Edwidge Danticat: Brother, I'm Dying

A young writer like Edwidge Danticat —still in her 30s, with her first child born in 2004—shouldn't have to write a memoir about death. But Brother, I'm Dying, her emotional recitation of the illnesses suffered by her father in New York and her uncle in Haiti, reads like a simultaneous protest against the Grim Reaper and acceptance of his egalitarian embrace. In spare, well-crafted prose, Danticat travels in and out of her own life to tell the stories she experienced as well as those she missed: her parents' flight to America, her father's tribulations as an immigrant cab driver, the tracheotomy that silenced her preacher uncle, the gang violence and U.N. inaction that roiled Port-au-Prince in the early 21st century, a reunion in New York with the siblings she'd never met, and her father's precipitous decline due to incurable lung disease.

The first three quarters of her tale sketch a picture of Haitian perseverance and unpredictability. While Danticat and her brother stay behind in Haiti with their Uncle Joseph, watching coup follow coup, business fortunes rise and fall, and family members leaving and returning, she draws strength from the blunt fatalism of her grandmother's fables about the afterlife. When the children finally move to the States to live with their parents, her uncle's voice, restored via a mechanical box, connects her with the tumultuous urban neighborhood where he stayed behind with his evangelical flock. Years later, as she prepares to give birth in Miami, she wonders whether her daughter's first breath will steal the last bit of air from her father's enervated chest.

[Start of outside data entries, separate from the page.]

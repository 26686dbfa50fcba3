//! Prefix trie over competitor names and codes.
//!
//! ## Keys
//!
//! Every competitor is reachable through two independent paths:
//!
//! - its name, lowercased with spaces removed (`"Max Verstappen"` -> `maxverstappen`)
//! - its code, lowercased (`"VER"` -> `ver`)
//!
//! Query text is lowercased and spaces are skipped while walking, so
//! `"max VER"` reaches the same node as `"maxver"`.
//!
//! ## Handles
//!
//! Terminal nodes hold a [`CompetitorId`], never a reference. Resolving a
//! handle goes through the [`Roster`] that issued it.

use std::collections::BTreeMap;

use crate::roster::{CompetitorId, Roster};
use crate::types::CompetitorRecord;

/// A trie node. Children are owned, one per character.
///
/// Keys can be arbitrarily long, so nothing here walks the node graph
/// recursively: traversal and teardown use an explicit stack.
#[derive(Debug, Default)]
struct TrieNode {
    children: BTreeMap<char, TrieNode>,
    terminal: bool,
    record: Option<CompetitorId>,
}

impl TrieNode {
    /// Collect every terminal handle at or below this node (depth-first,
    /// children in character order)
    fn collect(&self, out: &mut Vec<CompetitorId>) {
        let mut stack = vec![self];
        while let Some(node) = stack.pop() {
            if node.terminal {
                if let Some(id) = node.record {
                    out.push(id);
                }
            }
            // Reversed so the smallest character is popped first
            stack.extend(node.children.values().rev());
        }
    }

    fn count_terminals(&self) -> usize {
        let mut count = 0;
        let mut stack = vec![self];
        while let Some(node) = stack.pop() {
            count += usize::from(node.terminal);
            stack.extend(node.children.values());
        }
        count
    }

    /// Detach every descendant and free them one at a time
    fn drain(&mut self) {
        let mut stack: Vec<TrieNode> = std::mem::take(&mut self.children).into_values().collect();
        while let Some(mut node) = stack.pop() {
            stack.extend(std::mem::take(&mut node.children).into_values());
        }
    }
}

/// Character trie for exact and prefix competitor search.
#[derive(Debug, Default)]
pub struct PrefixTrie {
    root: TrieNode,
}

impl PrefixTrie {
    pub fn new() -> Self {
        Self::default()
    }

    /// True when nothing has been inserted
    #[inline]
    pub fn is_empty(&self) -> bool {
        self.root.children.is_empty()
    }

    /// Number of terminal keys (names and codes; a shared key counts once)
    pub fn len(&self) -> usize {
        self.root.count_terminals()
    }

    // ========================================================================
    // Insertion
    // ========================================================================

    /// Index a competitor under its name and its code.
    ///
    /// Re-inserting a key overwrites the handle stored at its terminal node.
    pub fn insert(&mut self, id: CompetitorId, record: &CompetitorRecord) {
        self.insert_key(&record.search_name(), id);
        self.insert_key(&record.search_code(), id);
    }

    fn insert_key(&mut self, key: &str, id: CompetitorId) {
        let mut node = &mut self.root;
        for c in key.chars() {
            node = node.children.entry(c).or_default();
        }
        node.terminal = true;
        node.record = Some(id);
    }

    // ========================================================================
    // Search
    // ========================================================================

    /// Walk the normalized text, returning the node it ends on
    fn find_node(&self, text: &str) -> Option<&TrieNode> {
        let mut node = &self.root;
        for c in text.chars().filter(|c| *c != ' ').flat_map(char::to_lowercase) {
            node = node.children.get(&c)?;
        }
        Some(node)
    }

    /// Handle stored under exactly this name or code, if any
    ///
    /// # Example
    ///
    /// ```
    /// use fantasy_ranking::roster::Roster;
    /// use fantasy_ranking::types::CompetitorRecord;
    /// use rust_decimal::Decimal;
    ///
    /// let mut roster = Roster::new();
    /// let id = roster
    ///     .push(CompetitorRecord::new("LEC", "Charles Leclerc", "Ferrari", 380, Decimal::from(22)))
    ///     .unwrap();
    /// let trie = roster.search_index();
    ///
    /// assert_eq!(trie.search_exact("Charles Leclerc"), Some(id));
    /// assert_eq!(trie.search_exact("LEC"), Some(id));
    /// assert_eq!(trie.search_exact("Charles"), None);
    /// ```
    pub fn search_exact(&self, text: &str) -> Option<CompetitorId> {
        let node = self.find_node(text)?;
        if node.terminal {
            node.record
        } else {
            None
        }
    }

    /// Every handle whose name or code starts with `prefix`.
    ///
    /// A competitor matching through both its name and its code appears
    /// twice. Callers must not rely on the order of the result.
    pub fn search_by_prefix(&self, prefix: &str) -> Vec<CompetitorId> {
        let mut ids = Vec::new();
        if let Some(node) = self.find_node(prefix) {
            node.collect(&mut ids);
        }
        ids
    }

    // ========================================================================
    // Resolution against a roster
    // ========================================================================

    /// [`search_exact`](Self::search_exact) resolved to a record
    pub fn resolve_exact<'r>(&self, roster: &'r Roster, text: &str) -> Option<&'r CompetitorRecord> {
        self.search_exact(text).and_then(|id| roster.get(id))
    }

    /// [`search_by_prefix`](Self::search_by_prefix) resolved to records.
    ///
    /// Handles unknown to `roster` are skipped.
    pub fn resolve_prefix<'r>(&self, roster: &'r Roster, prefix: &str) -> Vec<&'r CompetitorRecord> {
        self.search_by_prefix(prefix)
            .into_iter()
            .filter_map(|id| roster.get(id))
            .collect()
    }

    /// Autocomplete suggestions rendered as `"Name (CODE)"`
    pub fn suggestions(&self, roster: &Roster, prefix: &str) -> Vec<String> {
        self.resolve_prefix(roster, prefix)
            .into_iter()
            .map(|r| format!("{} ({})", r.name, r.code))
            .collect()
    }

    // ========================================================================
    // Cleanup
    // ========================================================================

    /// Drop every node and start over with an empty root
    pub fn clear(&mut self) {
        self.root.drain();
        self.root = TrieNode::default();
    }
}

impl Drop for PrefixTrie {
    fn drop(&mut self) {
        self.root.drain();
    }
}

#[cfg(test)]
mod tests {
    use super::*;
    use rust_decimal::Decimal;

    fn roster() -> Roster {
        let mut roster = Roster::new();
        for (code, name) in [
            ("VER", "Max Verstappen"),
            ("HAM", "Lewis Hamilton"),
            ("LEC", "Charles Leclerc"),
            ("NOR", "Lando Norris"),
            ("LAW", "Liam Lawson"),
        ] {
            roster
                .push(CompetitorRecord::new(code, name, "Team", 0, Decimal::ZERO))
                .unwrap();
        }
        roster
    }

    fn codes(records: &[&CompetitorRecord]) -> Vec<String> {
        let mut codes: Vec<_> = records.iter().map(|r| r.code.clone()).collect();
        codes.sort();
        codes
    }

    #[test]
    fn test_trie_new() {
        let trie = PrefixTrie::new();
        assert!(trie.is_empty());
        assert_eq!(trie.len(), 0);
        assert!(trie.search_by_prefix("").is_empty());
        assert!(trie.search_exact("").is_none());
    }

    #[test]
    fn test_exact_by_name_and_code() {
        let roster = roster();
        let trie = roster.search_index();

        let ver = roster.id_of("VER").unwrap();
        assert_eq!(trie.search_exact("maxverstappen"), Some(ver));
        assert_eq!(trie.search_exact("Max Verstappen"), Some(ver));
        assert_eq!(trie.search_exact("ver"), Some(ver));
        assert_eq!(trie.search_exact("VER"), Some(ver));
    }

    #[test]
    fn test_exact_requires_terminal() {
        let trie = roster().search_index();

        assert!(trie.search_exact("max").is_none());
        assert!(trie.search_exact("maxverstappenx").is_none());
    }

    #[test]
    fn test_prefix_search() {
        let roster = roster();
        let trie = roster.search_index();

        // "la" reaches the code "law" and the name "landonorris"
        assert_eq!(codes(&trie.resolve_prefix(&roster, "la")), ["LAW", "NOR"]);
        // "l" reaches every name or code starting with l
        assert_eq!(
            codes(&trie.resolve_prefix(&roster, "L")),
            ["HAM", "LAW", "LAW", "LEC", "NOR"]
        );
        assert!(trie.search_by_prefix("zz").is_empty());
    }

    #[test]
    fn test_prefix_skips_spaces() {
        let roster = roster();
        let trie = roster.search_index();

        assert_eq!(codes(&trie.resolve_prefix(&roster, "lewis ham")), ["HAM"]);
    }

    #[test]
    fn test_empty_prefix_returns_all() {
        let roster = roster();
        let trie = roster.search_index();

        let all = trie.search_by_prefix("");
        assert_eq!(all.len(), 10);
        for (id, _) in roster.iter() {
            assert_eq!(all.iter().filter(|x| **x == id).count(), 2);
        }
    }

    #[test]
    fn test_reinsert_is_idempotent() {
        let roster = roster();
        let mut trie = roster.search_index();
        let before = trie.len();

        let (id, record) = roster.iter().next().unwrap();
        trie.insert(id, record);

        assert_eq!(trie.len(), before);
        assert_eq!(trie.search_by_prefix("").len(), 10);
    }

    #[test]
    fn test_stale_handle_skipped() {
        let roster = roster();
        let trie = roster.search_index();
        let small = Roster::new();

        assert!(trie.search_exact("ver").is_some());
        assert!(trie.resolve_exact(&small, "ver").is_none());
        assert!(trie.resolve_prefix(&small, "").is_empty());
    }

    #[test]
    fn test_suggestions() {
        let roster = roster();
        let trie = roster.search_index();

        assert_eq!(trie.suggestions(&roster, "charles"), ["Charles Leclerc (LEC)"]);
    }

    #[test]
    fn test_clear() {
        let roster = roster();
        let mut trie = roster.search_index();

        trie.clear();

        assert!(trie.is_empty());
        assert!(trie.search_exact("ver").is_none());
    }

    #[test]
    fn test_very_long_name() {
        let mut roster = Roster::new();
        let name = "a".repeat(200_000);
        let id = roster
            .push(CompetitorRecord::new("AAA", name.as_str(), "Team", 0, Decimal::ZERO))
            .unwrap();

        let mut trie = roster.search_index();
        assert_eq!(trie.len(), 2);
        assert_eq!(trie.search_by_prefix(""), [id, id]);
        assert_eq!(trie.search_exact(&name), Some(id));
        assert_eq!(trie.resolve_prefix(&roster, "aa").len(), 2);
        assert_eq!(trie.resolve_prefix(&roster, "aaaa").len(), 1);

        trie.clear();
        assert!(trie.is_empty());

        // Dropping a populated index must not recurse either
        drop(roster.search_index());
    }

    #[test]
    fn test_non_ascii_code_exact() {
        let mut roster = Roster::new();
        let id = roster
            .push(CompetitorRecord::new("ΑΣ", "Alpha Sigma", "Team", 0, Decimal::ZERO))
            .unwrap();
        let trie = roster.search_index();

        assert_eq!(trie.search_exact("ΑΣ"), Some(id));
        assert_eq!(trie.search_exact("ασ"), Some(id));
    }

    #[test]
    fn test_prefix_order_is_character_order() {
        let roster = roster();
        let trie = roster.search_index();

        let ids = trie.search_by_prefix("l");
        let keys: Vec<_> = ids.iter().map(|id| roster.get(*id).unwrap().code.as_str()).collect();
        // landonorris, law, lec, lewishamilton, liamlawson
        assert_eq!(keys, ["NOR", "LAW", "LEC", "HAM", "LAW"]);
    }
}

When Uncle Joseph finally flees Haiti at age 81, Danticat's account takes a dark turn into the bowels of the immigration bureaucracy. Suddenly her pages are filled with transcripts of official interviews, notations on disposition forms, and the casual cruelty of a system that ignores her uncle's age, health, and narrow escape from murderous gangs, instead reflecting how undesirable Haitian asylum-seekers are to the U.S. government. Yet here as well, in the detention centers and cramped interview rooms where her uncle waited on the brink of freedom, Danticat struggles to sustain her belief that the ties which pulled them back together haven't been severed with his death or her father's. Her powerful memoir affirms the depths of those connections, stretching across the sea toward a distant island where everyone will someday find a welcome.